═════ Input data

//! Deferred, memoized property evaluation.
//!
//! A [`LazyValue`] moves through `Unevaluated -> Present | Absent` exactly
//! once, on first read. Absence is cached like any other outcome.

use std::cell::{Cell, OnceCell};
use std::fmt;
use std::path::PathBuf;
use std::rc::Rc;

use crate::store::PropertyStore;

/// Observable state of a lazy value
#[derive(Debug, Clone, Copy, PartialEq, Eq)]
pub enum LazyState {
    /// Lookup has not run yet
    Unevaluated,
    /// Lookup ran and produced a value
    Present,
    /// Lookup ran and produced nothing
    Absent,
}

/// A required property was never set.
///
/// Only produced by consumers that demand a value (see
/// [`LazyProperty::require`]); reading an absent value is not an error.
#[derive(Debug, Clone, PartialEq, Eq, thiserror::Error)]
#[error("required property '{key}' is not set")]
pub struct AbsentProperty {
    pub key: String,
}

/// Memoizing accessor around a zero-argument lookup.
///
/// Not `Sync`: one value belongs to one resolution run.
pub struct LazyValue<T, F = Box<dyn FnOnce() -> Option<T>>> {
    cell: OnceCell<Option<T>>,
    lookup: Cell<Option<F>>,
}

impl<T, F> LazyValue<T, F>
where
    F: FnOnce() -> Option<T>,
{
    pub fn new(lookup: F) -> Self {
        Self {
            cell: OnceCell::new(),
            lookup: Cell::new(Some(lookup)),
        }
    }

    /// Read the value, running the lookup on first access only.
    pub fn get(&self) -> Option<&T> {
        self.cell
            .get_or_init(|| self.lookup.take().and_then(|lookup| lookup()))
            .as_ref()
    }

    /// Current state, without forcing evaluation
    pub fn state(&self) -> LazyState {
        match self.cell.get() {
            None => LazyState::Unevaluated,
            Some(Some(_)) => LazyState::Present,
            Some(None) => LazyState::Absent,
        }
    }

    pub fn is_evaluated(&self) -> bool {
        self.cell.get().is_some()
    }
}

impl<T: fmt::Debug, F> fmt::Debug for LazyValue<T, F> {
    fn fmt(&self, f: &mut fmt::Formatter<'_>) -> fmt::Result {
        match self.cell.get() {
            None => f.write_str("LazyValue(<unevaluated>)"),
            Some(value) => f.debug_tuple("LazyValue").field(value).finish(),
        }
    }
}

/// A lazily read string property, remembering its key.
pub struct LazyProperty {
    key: String,
    value: LazyValue<String>,
}

impl LazyProperty {
    /// Wrap an arbitrary lookup for `key`
    pub fn new(key: impl Into<String>, lookup: impl FnOnce() -> Option<String> + 'static) -> Self {
        let lookup: Box<dyn FnOnce() -> Option<String>> = Box::new(lookup);
        Self {
            key: key.into(),
            value: LazyValue::new(lookup),
        }
    }

    /// Read `key` from an already loaded store on first demand
    pub fn from_store(store: Rc<PropertyStore>, key: impl Into<String>) -> Self {
        let key = key.into();
        let lookup_key = key.clone();
        Self::new(key, move || store.get(&lookup_key).map(str::to_owned))
    }

    /// Defer the file read itself until first demand
    pub fn from_file(path: impl Into<PathBuf>, key: impl Into<String>) -> Self {
        let path = path.into();
        let key = key.into();
        let lookup_key = key.clone();
        Self::new(key, move || {
            PropertyStore::load(&path)
                .get(&lookup_key)
                .map(str::to_owned)
        })
    }

    pub fn key(&self) -> &str {
        &self.key
    }

    /// Read the value; `None` means the key is absent
    pub fn get(&self) -> Option<&str> {
        self.value.get().map(String::as_str)
    }

    /// Read the value, treating absence as an error
    pub fn require(&self) -> Result<&str, AbsentProperty> {
        self.get().ok_or_else(|| AbsentProperty {
            key: self.key.clone(),
        })
    }

    pub fn state(&self) -> LazyState {
        self.value.state()
    }
}

impl PropertyStore {
    /// Lazy accessor for `key` backed by this shared store
    pub fn lazy(self: &Rc<Self>, key: impl Into<String>) -> LazyProperty {
        LazyProperty::from_store(Rc::clone(self), key)
    }
}

impl fmt::Debug for LazyProperty {
    fn fmt(&self, f: &mut fmt::Formatter<'_>) -> fmt::Result {
        f.debug_struct("LazyProperty")
            .field("key", &self.key)
            .field("value", &self.value)
            .finish()
    }
}

#[cfg(test)]
mod tests {
    use super::*;
    use std::io::Write;
    use tempfile::NamedTempFile;

    fn counting<T: Clone + 'static>(value: Option<T>) -> (Rc<Cell<u32>>, impl FnOnce() -> Option<T>) {
        let calls = Rc::new(Cell::new(0));
        let counter = Rc::clone(&calls);
        let lookup = move || {
            counter.set(counter.get() + 1);
            value
        };
        (calls, lookup)
    }

    #[test]
    fn test_lookup_runs_once() {
        let (calls, lookup) = counting(Some("/opt/flutter".to_string()));
        let lazy = LazyValue::new(lookup);

        assert_eq!(calls.get(), 0);
        assert_eq!(lazy.state(), LazyState::Unevaluated);

        for _ in 0..5 {
            assert_eq!(lazy.get().map(String::as_str), Some("/opt/flutter"));
        }

        assert_eq!(calls.get(), 1);
        assert_eq!(lazy.state(), LazyState::Present);
    }

    #[test]
    fn test_absent_is_cached() {
        let (calls, lookup) = counting::<String>(None);
        let lazy = LazyValue::new(lookup);

        assert!(lazy.get().is_none());
        assert!(lazy.get().is_none());
        assert_eq!(calls.get(), 1);
        assert_eq!(lazy.state(), LazyState::Absent);
        assert!(lazy.is_evaluated());
    }

    #[test]
    fn test_never_read_never_runs() {
        let (calls, lookup) = counting(Some(1u32));
        let lazy = LazyValue::new(lookup);
        drop(lazy);
        assert_eq!(calls.get(), 0);
    }

    #[test]
    fn test_debug_does_not_force() {
        let (calls, lookup) = counting(Some(7u32));
        let lazy = LazyValue::new(lookup);

        assert_eq!(format!("{:?}", lazy), "LazyValue(<unevaluated>)");
        assert_eq!(calls.get(), 0);
        lazy.get();
        assert_eq!(format!("{:?}", lazy), "LazyValue(Some(7))");
    }

    #[test]
    fn test_property_from_store() {
        let store = Rc::new(PropertyStore::parse("flutter.sdk=/opt/flutter"));
        let sdk = LazyProperty::from_store(Rc::clone(&store), "flutter.sdk");
        let missing = LazyProperty::from_store(store, "sdk.dir");

        assert_eq!(sdk.get(), Some("/opt/flutter"));
        assert_eq!(sdk.require(), Ok("/opt/flutter"));
        assert_eq!(missing.get(), None);
        assert_eq!(
            missing.require(),
            Err(AbsentProperty {
                key: "sdk.dir".to_string()
            })
        );
        assert_eq!(missing.state(), LazyState::Absent);
    }

    #[test]
    fn test_store_lazy_shares_store() {
        let store = Rc::new(PropertyStore::parse("flutter.sdk=/opt/flutter\nsdk.dir=/opt/android"));
        let flutter = store.lazy("flutter.sdk");
        let android = store.lazy("sdk.dir");

        assert_eq!(Rc::strong_count(&store), 3);
        assert_eq!(flutter.key(), "flutter.sdk");
        assert_eq!(flutter.get(), Some("/opt/flutter"));
        assert_eq!(android.get(), Some("/opt/android"));
    }

    #[test]
    fn test_property_from_file_defers_read() {
        let mut temp = NamedTempFile::new().unwrap();
        writeln!(temp, "flutter.sdk=/before").unwrap();

        let sdk = LazyProperty::from_file(temp.path(), "flutter.sdk");
        assert_eq!(sdk.state(), LazyState::Unevaluated);

        // The file is first read here, so the rewrite is visible.
        std::fs::write(temp.path(), "flutter.sdk=/after\n").unwrap();
        assert_eq!(sdk.get(), Some("/after"));

        // Cached from now on.
        std::fs::write(temp.path(), "flutter.sdk=/later\n").unwrap();
        assert_eq!(sdk.get(), Some("/after"));
    }

    #[test]
    fn test_absent_error_message() {
        let err = AbsentProperty {
            key: "flutter.sdk".to_string(),
        };
        assert_eq!(err.to_string(), "required property 'flutter.sdk' is not set");
    }
}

══════════

* **Work task**
Return the line that contains "from now on." along with every line after it through the end of the entries, exactly, adding nothing.

* **Written answer**
        // Cached from now on.
        std::fs::write(temp.path(), "flutter.sdk=/later\n").unwrap();
        assert_eq!(sdk.get(), Some("/after"));
    }

    #[test]
    fn test_absent_error_message() {
        let err = AbsentProperty {
            key: "flutter.sdk".to_string(),
        };
        assert_eq!(err.to_string(), "required property 'flutter.sdk' is not set");
    }
}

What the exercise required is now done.